The framing device in There Be Dragons is one that works quite well in literature, but often poorly onscreen. The contemporary action feels dead compared to the romance of the past, and has no dynamic energy because it typically involves two or more people sitting in a room talking or, worse, reading to each other. The contemporary story has no immediacy because we don’t know who these people are at all, and by the end only understand one of them any better. And since film is by its very nature a narrative art form built around immediacy – novels get away with it because you’re essentially being told a story from the moment you open the book, but film is unfolding right in front of you – it takes an especially canny filmmaker to figure out how to tell the emotion of the story rather than focus on the characters or certainly the plot. Otherwise it’s all just one big flashback.
So imagine my excitement when There Be Dragons starts and we find out that someone’s father has a secret journal and it’s filled with all these secrets about not only his own life, but that of his childhood best friend who grew up to be a saint. And here’s where we find the second problem – portraying virtuous people in film, or any narrative form. It’s really, really hard. They come off as stiff, are difficult to relate to, and are a little boring – how dynamic is a character who always does the right thing? And in this case, telling the story of the founder of Opus Dei that is produced by a member of Opus Dei…you can fill in the rest.
Charlie Cox, as Escrivia, gives one of the more convincing performances of virtuosity, but he’s still essentially playing the role of “good” while everyone around him is either “follower,” “conflicted,” or “bad.” Joffe takes the easiest route possible to find sympathy for Josemaria – persecute him! Have him go through hell and come out the other side, literally. I mentioned earlier that these sorts of stories, couched in a framing device, are best served to tell the emotion of the story rather than the story itself, but that’s different from being simplistic about it. There is very little emotion to be found when the battle lines are so clearly drawn.

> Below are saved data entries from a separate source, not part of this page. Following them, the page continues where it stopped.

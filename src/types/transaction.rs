//! Transaction-related types for the ledger engine
//!
//! This module defines transaction records, their types and statuses, and the
//! filter used when listing an account's history.

use super::account::{AccountId, Currency};
use chrono::{DateTime, Utc};
use rust_decimal::Decimal;
use serde::{Deserialize, Serialize};
use std::fmt;
use uuid::Uuid;

/// Unique identifier for a transaction
#[derive(Debug, Clone, Copy, PartialEq, Eq, Hash, PartialOrd, Ord, Serialize, Deserialize)]
pub struct TransactionId(Uuid);

impl TransactionId {
    /// Creates a new random `TransactionId`
    #[must_use]
    pub fn new() -> Self {
        Self(Uuid::new_v4())
    }
}

impl Default for TransactionId {
    fn default() -> Self {
        Self::new()
    }
}

impl fmt::Display for TransactionId {
    fn fmt(&self, f: &mut fmt::Formatter<'_>) -> fmt::Result {
        write!(f, "{}", self.0)
    }
}

/// Money movements recorded by the ledger
#[derive(Debug, Clone, Copy, PartialEq, Eq, Hash, Serialize, Deserialize)]
#[serde(rename_all = "SCREAMING_SNAKE_CASE")]
pub enum TransactionType {
    /// Credit a checking account
    Deposit,

    /// Debit a checking account; never below zero
    Withdrawal,

    /// Principal leaving the bank into a freshly created loan account
    LoanDisbursement,

    /// Repayment moving a loan balance toward zero
    LoanPayment,
}

impl TransactionType {
    /// Sign applied to the amount when posting to the account balance
    ///
    /// Deposits and loan payments credit the account; withdrawals and
    /// disbursements debit it.
    pub fn signed(self, amount: Decimal) -> Decimal {
        match self {
            TransactionType::Deposit | TransactionType::LoanPayment => amount,
            TransactionType::Withdrawal | TransactionType::LoanDisbursement => -amount,
        }
    }
}

impl fmt::Display for TransactionType {
    fn fmt(&self, f: &mut fmt::Formatter<'_>) -> fmt::Result {
        let name = match self {
            TransactionType::Deposit => "DEPOSIT",
            TransactionType::Withdrawal => "WITHDRAWAL",
            TransactionType::LoanDisbursement => "LOAN_DISBURSEMENT",
            TransactionType::LoanPayment => "LOAN_PAYMENT",
        };
        f.write_str(name)
    }
}

/// Transaction status
///
/// The engine only ever persists COMPLETED rows (a failed movement leaves no
/// row behind) and flips COMPLETED to REVERSED when a compensating entry is
/// posted. PENDING and FAILED exist for records imported from elsewhere.
#[derive(Debug, Clone, Copy, PartialEq, Eq, Hash, Serialize, Deserialize)]
#[serde(rename_all = "SCREAMING_SNAKE_CASE")]
pub enum TransactionStatus {
    Pending,
    Completed,
    Failed,
    Reversed,
}

impl fmt::Display for TransactionStatus {
    fn fmt(&self, f: &mut fmt::Formatter<'_>) -> fmt::Result {
        let name = match self {
            TransactionStatus::Pending => "PENDING",
            TransactionStatus::Completed => "COMPLETED",
            TransactionStatus::Failed => "FAILED",
            TransactionStatus::Reversed => "REVERSED",
        };
        f.write_str(name)
    }
}

/// Ledger entry
#[derive(Debug, Clone, PartialEq, Serialize, Deserialize)]
pub struct Transaction {
    pub id: TransactionId,

    pub account: AccountId,

    pub tx_type: TransactionType,

    /// Always positive; the direction comes from `tx_type`
    pub amount: Decimal,

    pub currency: Currency,

    /// Account balance immediately after this entry was applied
    pub balance_after: Decimal,

    pub status: TransactionStatus,

    /// Unique `TXN-YYYYMMDD-XXXXXX` reference
    pub reference: String,

    pub description: Option<String>,

    /// The entry this one compensates, for reversal offsets
    pub reverses: Option<TransactionId>,

    pub created_at: DateTime<Utc>,

    pub processed_at: Option<DateTime<Utc>>,
}

impl Transaction {
    /// Signed effect of this entry on its account's balance
    pub fn signed_amount(&self) -> Decimal {
        self.tx_type.signed(self.amount)
    }

    /// Whether the entry's effect is part of the ledger
    ///
    /// A REVERSED entry still had its effect; the compensating entry carries
    /// the undo.
    pub fn is_effective(&self) -> bool {
        matches!(
            self.status,
            TransactionStatus::Completed | TransactionStatus::Reversed
        )
    }
}

/// Caller-supplied details attached to a money movement
#[derive(Debug, Clone, Default, PartialEq)]
pub struct TransactionMetadata {
    /// Currency the caller sent; `None` posts in the account's own currency
    pub currency: Option<Currency>,
    pub description: Option<String>,
    pub reverses: Option<TransactionId>,
}

impl TransactionMetadata {
    pub fn described(description: impl Into<String>) -> Self {
        Self {
            description: Some(description.into()),
            ..Self::default()
        }
    }

    pub fn in_currency(mut self, currency: Currency) -> Self {
        self.currency = Some(currency);
        self
    }

    pub fn with_description(mut self, description: Option<String>) -> Self {
        self.description = description;
        self
    }
}

/// Filter for listing an account's transactions
#[derive(Debug, Clone, PartialEq)]
pub struct TransactionFilter {
    pub tx_type: Option<TransactionType>,
    pub status: Option<TransactionStatus>,
    /// Inclusive lower bound on `created_at`
    pub from: Option<DateTime<Utc>>,
    /// Inclusive upper bound on `created_at`
    pub until: Option<DateTime<Utc>>,
    pub limit: usize,
    pub offset: usize,
}

impl Default for TransactionFilter {
    fn default() -> Self {
        Self {
            tx_type: None,
            status: None,
            from: None,
            until: None,
            limit: 20,
            offset: 0,
        }
    }
}

impl TransactionFilter {
    pub fn matches(&self, transaction: &Transaction) -> bool {
        self.tx_type.map_or(true, |t| transaction.tx_type == t)
            && self.status.map_or(true, |s| transaction.status == s)
            && self.from.map_or(true, |from| transaction.created_at >= from)
            && self.until.map_or(true, |until| transaction.created_at <= until)
    }
}

/// One page of a filtered listing
#[derive(Debug, Clone, PartialEq)]
pub struct Page<T> {
    pub items: Vec<T>,
    /// Number of matching records before pagination
    pub total: usize,
}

But the thrust of the film is still, bizarrely enough, focused on Robert Torres (Dougray Scott) researching Josemaria through his father’s diaries, and thus the film spends way too much time on the father, Manolo Torres (Wes Bentley). The intersection of these three people is incidental at best, and the thematic overlap is almost nonexistent. It’s an ensemble film, but only insofar as it’s about a lot of people – their stories, when placed against one another, have very little to do with each other, and reach no unified conclusion. It’s messy, and without purpose.
Bentley’s an intense cinematic presence, and I don’t reflexively hate the guy. But he is undeniably creepy, and Joffe can’t quite find his footing between making his character unlikeable and giving us a reason for watching him, either as an old man or a young one. Scott, meanwhile, is nearly blank onscreen, and given the very tired role of “son who isn’t sure if he’s ready to love his father,” brings little to distinguish the role.
Joffe’s direction is similarly mannered – pretty, but not arresting. Acute, but unfocused. I can’t really imagine what motivation is would take to justify the shot in which the camera travels through a freeze-frame, but in opening with it, Joffe is not the one to discover it.